Department of Cell and Developmental Biology, School of Medicine, University of Colorado Anschutz Medical Campus, Aurora, CO 80045, USA.
Proteomics Center, Institute of Biochemistry, Vilnius University Life Sciences Center, Vilnius 10257, Lithuania.
J Cell Sci. 2020 May 14;133(9):jcs241117. doi: 10.1242/jcs.241117.
During mitotic cell division, the actomyosin cytoskeleton undergoes several dynamic changes that play key roles in progression through mitosis. Although the regulators of cytokinetic ring formation and contraction are well established, proteins that regulate cortical stability during anaphase and telophase have been understudied. Here, we describe a role for CLIC4 in regulating actin and actin regulators at the cortex and cytokinetic cleavage furrow during cytokinesis. We first describe CLIC4 as a new component of the cytokinetic cleavage furrow that is required for successful completion of mitotic cell division. We also demonstrate that CLIC4 regulates the remodeling of the sub-plasma-membrane actomyosin network within the furrow by recruiting MST4 kinase (also known as STK26) and regulating ezrin phosphorylation. This work identifies and characterizes new molecular players involved in regulating cortex stiffness and blebbing during the late stages of cytokinetic furrowing.

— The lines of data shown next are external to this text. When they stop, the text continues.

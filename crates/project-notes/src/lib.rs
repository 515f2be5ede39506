//! project-notes library: native pieces behind the `project-notes` binary.
//!
//! Exposed as a library so integration tests can drive passes against a
//! real directory.

pub mod config;
pub mod index_service;
pub mod native_fs;
pub mod persistence;
pub mod prompt;
pub mod todoist;
pub mod watcher;

// Re-export key types for convenience
pub use config::{Config, ConfigError};
pub use index_service::{IndexHandle, IndexServiceError};
pub use native_fs::NativeFs;
pub use persistence::SettingsStore;
pub use todoist::TodoistClient;
pub use watcher::{FileEvent, FileEventKind, FileWatcher, PathState};
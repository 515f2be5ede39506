//! Where the vault and the settings file live.

use std::path::{Path, PathBuf};

use project_sync::Settings;

/// Vault path used when `--vault` is not given
pub const VAULT_ENV: &str = "PROJECT_NOTES_VAULT";

/// Overrides the API key stored in the settings file
pub const TOKEN_ENV: &str = "TODOIST_API_TOKEN";

/// Host configuration resolved from flags, environment and platform dirs.
#[derive(Debug, Clone)]
pub struct Config {
    /// Vault root directory, if known
    pub vault: Option<PathBuf>,
    /// JSON settings file
    pub settings_path: PathBuf,
}

impl Config {
    /// Resolve from command-line flags, falling back to the environment.
    pub fn resolve(vault: Option<PathBuf>, settings: Option<PathBuf>) -> Result<Self, ConfigError> {
        let vault = vault.or_else(|| std::env::var_os(VAULT_ENV).map(PathBuf::from));
        Self::resolve_with(vault, settings, dirs::config_dir(), dirs::home_dir())
    }

    /// Resolution with every external input passed in.
    pub fn resolve_with(
        vault: Option<PathBuf>,
        settings: Option<PathBuf>,
        config_dir: Option<PathBuf>,
        home: Option<PathBuf>,
    ) -> Result<Self, ConfigError> {
        let settings_path = match settings {
            Some(path) => expand_tilde(&path, home.as_deref()),
            None => config_dir
                .ok_or(ConfigError::NoConfigDir)?
                .join("project-notes")
                .join("settings.json"),
        };

        Ok(Self {
            vault: vault.map(|path| expand_tilde(&path, home.as_deref())),
            settings_path,
        })
    }

    /// The vault root; only the sync commands need it.
    pub fn vault(&self) -> Result<&Path, ConfigError> {
        self.vault.as_deref().ok_or(ConfigError::MissingVault)
    }
}

/// Expand a leading `~` to the home directory.
pub fn expand_tilde(path: &Path, home: Option<&Path>) -> PathBuf {
    let Some(home) = home else {
        return path.to_path_buf();
    };
    match path.strip_prefix("~") {
        Ok(rest) if rest.as_os_str().is_empty() => home.to_path_buf(),
        Ok(rest) => home.join(rest),
        Err(_) => path.to_path_buf(),
    }
}

/// Let the environment supply the API key without writing it to disk.
pub fn apply_env_overrides(settings: &mut Settings, token: Option<String>) {
    if let Some(token) = token.filter(|t| !t.trim().is_empty()) {
        settings.api_key = token.trim().to_string();
    }
}

#[derive(Debug, thiserror::Error)]
pub enum ConfigError {
    #[error("No vault given: pass --vault or set PROJECT_NOTES_VAULT")]
    MissingVault,

    #[error("Could not determine the configuration directory; pass --settings")]
    NoConfigDir,
}

#[cfg(test)]
mod tests {
    use super::*;

    #[test]
    fn expands_tilde_only_at_start() {
        let home = Path::new("/home/ana");
        assert_eq!(expand_tilde(Path::new("~"), Some(home)), PathBuf::from("/home/ana"));
        assert_eq!(
            expand_tilde(Path::new("~/Vault"), Some(home)),
            PathBuf::from("/home/ana/Vault")
        );
        assert_eq!(expand_tilde(Path::new("/srv/~x"), Some(home)), PathBuf::from("/srv/~x"));
        assert_eq!(expand_tilde(Path::new("~/Vault"), None), PathBuf::from("~/Vault"));
    }

    #[test]
    fn settings_default_to_config_dir() {
        let config = Config::resolve_with(
            Some(PathBuf::from("~/Vault")),
            None,
            Some(PathBuf::from("/cfg")),
            Some(PathBuf::from("/home/ana")),
        )
        .unwrap();

        assert_eq!(config.settings_path, PathBuf::from("/cfg/project-notes/settings.json"));
        assert_eq!(config.vault().unwrap(), Path::new("/home/ana/Vault"));
    }

    #[test]
    fn missing_vault_is_only_an_error_when_asked_for() {
        let config =
            Config::resolve_with(None, Some(PathBuf::from("/tmp/s.json")), None, None).unwrap();
        assert!(matches!(config.vault(), Err(ConfigError::MissingVault)));
    }

    #[test]
    fn no_config_dir_without_settings_flag() {
        assert!(matches!(
            Config::resolve_with(None, None, None, None),
            Err(ConfigError::NoConfigDir)
        ));
    }

    #[test]
    fn env_token_overrides_blank_or_stored_key() {
        let mut settings = Settings::default();
        apply_env_overrides(&mut settings, Some(" abc ".to_string()));
        assert_eq!(settings.api_key, "abc");

        apply_env_overrides(&mut settings, Some(String::new()));
        assert_eq!(settings.api_key, "abc");
    }
}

在有丝分裂细胞分裂过程中,肌动球蛋白细胞骨架会经历几次动态变化,这些变化在有丝分裂进程中起着关键作用。虽然细胞分裂环形成和收缩的调节剂已经得到很好的确立,但在后期和末期调节皮质稳定性的蛋白质尚未得到充分研究。在这里,我们描述了 CLIC4 在调节有丝分裂细胞分裂过程中的皮质和胞质分裂沟中的肌动蛋白和肌动蛋白调节剂的作用。我们首先将 CLIC4 描述为胞质分裂沟中的一个新的组成部分,该部分对于成功完成有丝分裂细胞分裂是必需的。我们还证明,CLIC4 通过募集 MST4 激酶(也称为 STK26)并调节 ezrin 磷酸化来调节沟内亚质膜肌动球蛋白网络的重塑。这项工作鉴定并描述了新的分子参与者,它们在胞质分裂沟后期调节皮质硬度和起泡。